Mental Health

Veteran Who Had A Mental Health Breakdown Urges People To Act Now

The now reservist was held under section two of the Mental Health Act when he was 21

A British Army Reservist is helping veterans in the criminal justice system by drawing parallels from his own personal experience after a mental health breakdown led to him being arrested for his own safety. 

Corporal Ben Nickels was 21 and on his first tour in Northern Ireland when his life flipped upside down. Halfway through the tour, he and his comrades were called back to support another operation in Iraq.
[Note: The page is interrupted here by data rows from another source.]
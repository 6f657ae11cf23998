//! Wizard state for the four input groups and persistence of the submitted snapshot.

use std::sync::Arc;

use shared::domain::{
    BodyCompositionInput, Domain, InputSnapshot, NutritionInput, ReadinessInput, StrengthInput,
};
use tracing::{info, warn};

use crate::{error::SessionError, inference::InferenceClient, store::KeyValueStore};

pub const INPUTS_STORAGE_KEY: &str = "fitnessInputs";

#[derive(Debug, Clone, Copy, PartialEq, Eq)]
pub enum SessionPhase {
    /// Nothing loaded yet.
    Empty,
    Editing,
    Submitted,
}

#[derive(Debug, Clone, Copy, PartialEq, Eq)]
pub enum DefaultReason {
    NothingStored,
    Malformed,
    StoreUnavailable,
}

#[derive(Debug, Clone, PartialEq)]
pub enum LoadOutcome {
    Restored(Arc<InputSnapshot>),
    Defaulted(DefaultReason),
}

impl LoadOutcome {
    pub fn restored(&self) -> Option<&Arc<InputSnapshot>> {
        match self {
            LoadOutcome::Restored(snapshot) => Some(snapshot),
            LoadOutcome::Defaulted(_) => None,
        }
    }
}

pub struct FormSession {
    store: Arc<dyn KeyValueStore>,
    storage_key: String,
    phase: SessionPhase,
    draft: InputSnapshot,
    submitted: Option<Arc<InputSnapshot>>,
    active_tab: Domain,
    last_error: Option<String>,
}

impl FormSession {
    pub fn new(store: Arc<dyn KeyValueStore>) -> Self {
        Self::with_storage_key(store, INPUTS_STORAGE_KEY)
    }

    pub fn with_storage_key(store: Arc<dyn KeyValueStore>, storage_key: impl Into<String>) -> Self {
        Self {
            store,
            storage_key: storage_key.into(),
            phase: SessionPhase::Empty,
            draft: InputSnapshot::default(),
            submitted: None,
            active_tab: Domain::Readiness,
            last_error: None,
        }
    }

    /// Restores the last submitted snapshot, or starts editing from defaults.
    ///
    /// Unreadable or undecodable records are never surfaced; they fall back to defaults.
    pub async fn load(&mut self) -> LoadOutcome {
        let raw = match self.store.get(&self.storage_key).await {
            Ok(raw) => raw,
            Err(err) => {
                warn!(key = %self.storage_key, error = %format!("{err:#}"), "failed to read stored inputs");
                return self.start_from_defaults(DefaultReason::StoreUnavailable);
            }
        };
        let Some(raw) = raw else {
            return self.start_from_defaults(DefaultReason::NothingStored);
        };

        match serde_json::from_str::<InputSnapshot>(&raw) {
            Ok(snapshot) => {
                let snapshot = Arc::new(snapshot);
                info!(key = %self.storage_key, "restored submitted inputs");
                self.draft = (*snapshot).clone();
                self.submitted = Some(snapshot.clone());
                self.phase = SessionPhase::Submitted;
                LoadOutcome::Restored(snapshot)
            }
            Err(err) => {
                warn!(key = %self.storage_key, error = %err, "discarding malformed stored inputs");
                self.start_from_defaults(DefaultReason::Malformed)
            }
        }
    }

    fn start_from_defaults(&mut self, reason: DefaultReason) -> LoadOutcome {
        self.draft = InputSnapshot::default();
        self.submitted = None;
        self.phase = SessionPhase::Editing;
        LoadOutcome::Defaulted(reason)
    }

    pub fn phase(&self) -> SessionPhase {
        self.phase
    }

    pub fn draft(&self) -> &InputSnapshot {
        &self.draft
    }

    pub fn submitted(&self) -> Option<&Arc<InputSnapshot>> {
        self.submitted.as_ref()
    }

    pub fn last_error(&self) -> Option<&str> {
        self.last_error.as_deref()
    }

    /// Inputs the dashboard should load: the last submission, or the defaults.
    pub fn dashboard_snapshot(&self) -> Arc<InputSnapshot> {
        self.submitted
            .clone()
            .unwrap_or_else(|| Arc::new(InputSnapshot::default()))
    }

    fn begin_editing(&mut self) {
        self.phase = SessionPhase::Editing;
    }

    pub fn readiness_mut(&mut self) -> &mut ReadinessInput {
        self.begin_editing();
        &mut self.draft.readiness
    }

    pub fn body_composition_mut(&mut self) -> &mut BodyCompositionInput {
        self.begin_editing();
        &mut self.draft.body_composition
    }

    pub fn strength_mut(&mut self) -> &mut StrengthInput {
        self.begin_editing();
        &mut self.draft.strength
    }

    pub fn nutrition_mut(&mut self) -> &mut NutritionInput {
        self.begin_editing();
        &mut self.draft.nutrition
    }

    pub fn active_tab(&self) -> Domain {
        self.active_tab
    }

    pub fn is_first_tab(&self) -> bool {
        self.active_tab.position() == 0
    }

    /// The last tab doubles as the submit step.
    pub fn is_last_tab(&self) -> bool {
        self.active_tab.position() == Domain::ALL.len() - 1
    }

    pub fn next_tab(&mut self) -> Domain {
        if let Some(next) = Domain::ALL.get(self.active_tab.position() + 1) {
            self.active_tab = *next;
        }
        self.active_tab
    }

    pub fn previous_tab(&mut self) -> Domain {
        if let Some(previous) = self
            .active_tab
            .position()
            .checked_sub(1)
            .and_then(|index| Domain::ALL.get(index))
        {
            self.active_tab = *previous;
        }
        self.active_tab
    }

    pub fn select_tab(&mut self, tab: Domain) {
        self.active_tab = tab;
    }

    /// Probes the service with the readiness request, then persists all four groups as one
    /// record. On failure the session stays in `Editing` and nothing is written.
    pub async fn submit(
        &mut self,
        client: &dyn InferenceClient,
    ) -> Result<Arc<InputSnapshot>, SessionError> {
        self.begin_editing();
        match self.try_submit(client).await {
            Ok(snapshot) => {
                self.submitted = Some(snapshot.clone());
                self.phase = SessionPhase::Submitted;
                self.last_error = None;
                info!(key = %self.storage_key, "submitted inputs");
                Ok(snapshot)
            }
            Err(err) => {
                warn!(error = %err, "submit failed");
                self.last_error = Some(err.to_string());
                Err(err)
            }
        }
    }

    async fn try_submit(
        &self,
        client: &dyn InferenceClient,
    ) -> Result<Arc<InputSnapshot>, SessionError> {
        client
            .readiness(&self.draft.readiness)
            .await
            .map_err(SessionError::Probe)?;

        let snapshot = Arc::new(self.draft.clone());
        let record = serde_json::to_string(snapshot.as_ref()).map_err(SessionError::Encode)?;
        self.store
            .set(&self.storage_key, &record)
            .await
            .map_err(SessionError::Persist)?;
        Ok(snapshot)
    }
}

#[cfg(test)]
#[path = "tests/session_tests.rs"]
mod tests;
While many of his colleagues were excited about the deployment, Ben admits his “emotions were everywhere”. He said: 

“Thankfully at the time, my chain of command noticed that there was a problem and I was told by my senior commander at the time … that he didn’t believe I was in the right mind set to go on that training exercise and deploy to Iraq.”

Corporal Ben Nickels Mental Health Week 2021 Project Nova

The reservist agrees this was the right decision because it led him on a path to understanding his own mental health. Speaking with BFBS, the Forces Station broadcaster Jade Callaway, he said: 

“My mindset wasn’t in the right place and I was assessed by doctors and taken to the Priory Hospital.” 

The Priory Hospital employs trained psychiatrists, psychologists, therapists and other mental health professionals to provide specialist mental health treatment. 

The mental health advocate, who prides himself on supporting others and providing an empathetic ear, had no idea what was happening to him but did know that he felt paranoid about people following him and being “tested”. He felt as though the staff who were looking after him also did not know why he was feeling the way he did. 

One day during his treatment, Ben walked out of The Priory which prompted the police to look for him. They eventually found him asleep in a bush and, Ben says, arrested him for his own safety. This is when his treatment started to become more serious. He said: 

“I was put in a cell for a couple of days because they needed to put me somewhere secure and that kind of intensified my paranoia because that’s what was happening to me.

"I felt like I was being tested, I felt like I was being followed. 

At this point, Ben was taken to a medium secure hospital and held under section two of the mental health act which yet again intensified his paranoia because two people were assigned to follow him 24 hours a day to assess his behaviour. However, Ben now looks back at that unstable time in his life as a positive, saying: 

“I’m glad that happened to me because it’s made me more aware of my own mental health and I don’t want that to happen again.” 

Corporal Ben Nickels Mental Health Week 2021 Project Nova

Looking back, 16 years on, Ben is grateful for the intervention that day. He has not experienced another episode since his recovery. He also managed to continue to serve, receiving two promotions and went on to become an instructor. Ben is now a reservist for the Royal Signals and his passion to help others shows in his choice of civilian career too. He is now the Northamptonshire coordinator for ‘Project Nova’ which supports local veterans who enter the criminal justice system. He said: 

“For most veterans, the transition to civilian life is usually successful but unfortunately the transition can be less smooth for some. 

“Factors like housing problems, homelessness, debts, health issues, PTSD, drug and alcohol misuse – all these factors can lead to some veterans being at risk of offending.” 

Ben describes himself as a mental health advocate with a focus on supporting others in their own journey by providing empathy, parallels from personal experience, advice and guidance. He strongly encourages others to understand how important it is to manage stress levels. He said: 

“The majority of mental health issues are related to stress and it affects everybody differently. 

“So if you notice in yourself that your behaviour is different or if you notice anybody around you, friends or family, that their behaviour is different do something about it. 

“The worst thing you can do is pretend it’s not there and continue as normal because it always catches up with you in the end." 

Ben is now looking positively to the future and focusing on helping others who find themselves in the criminal justice system thanks to his work with Project Nova.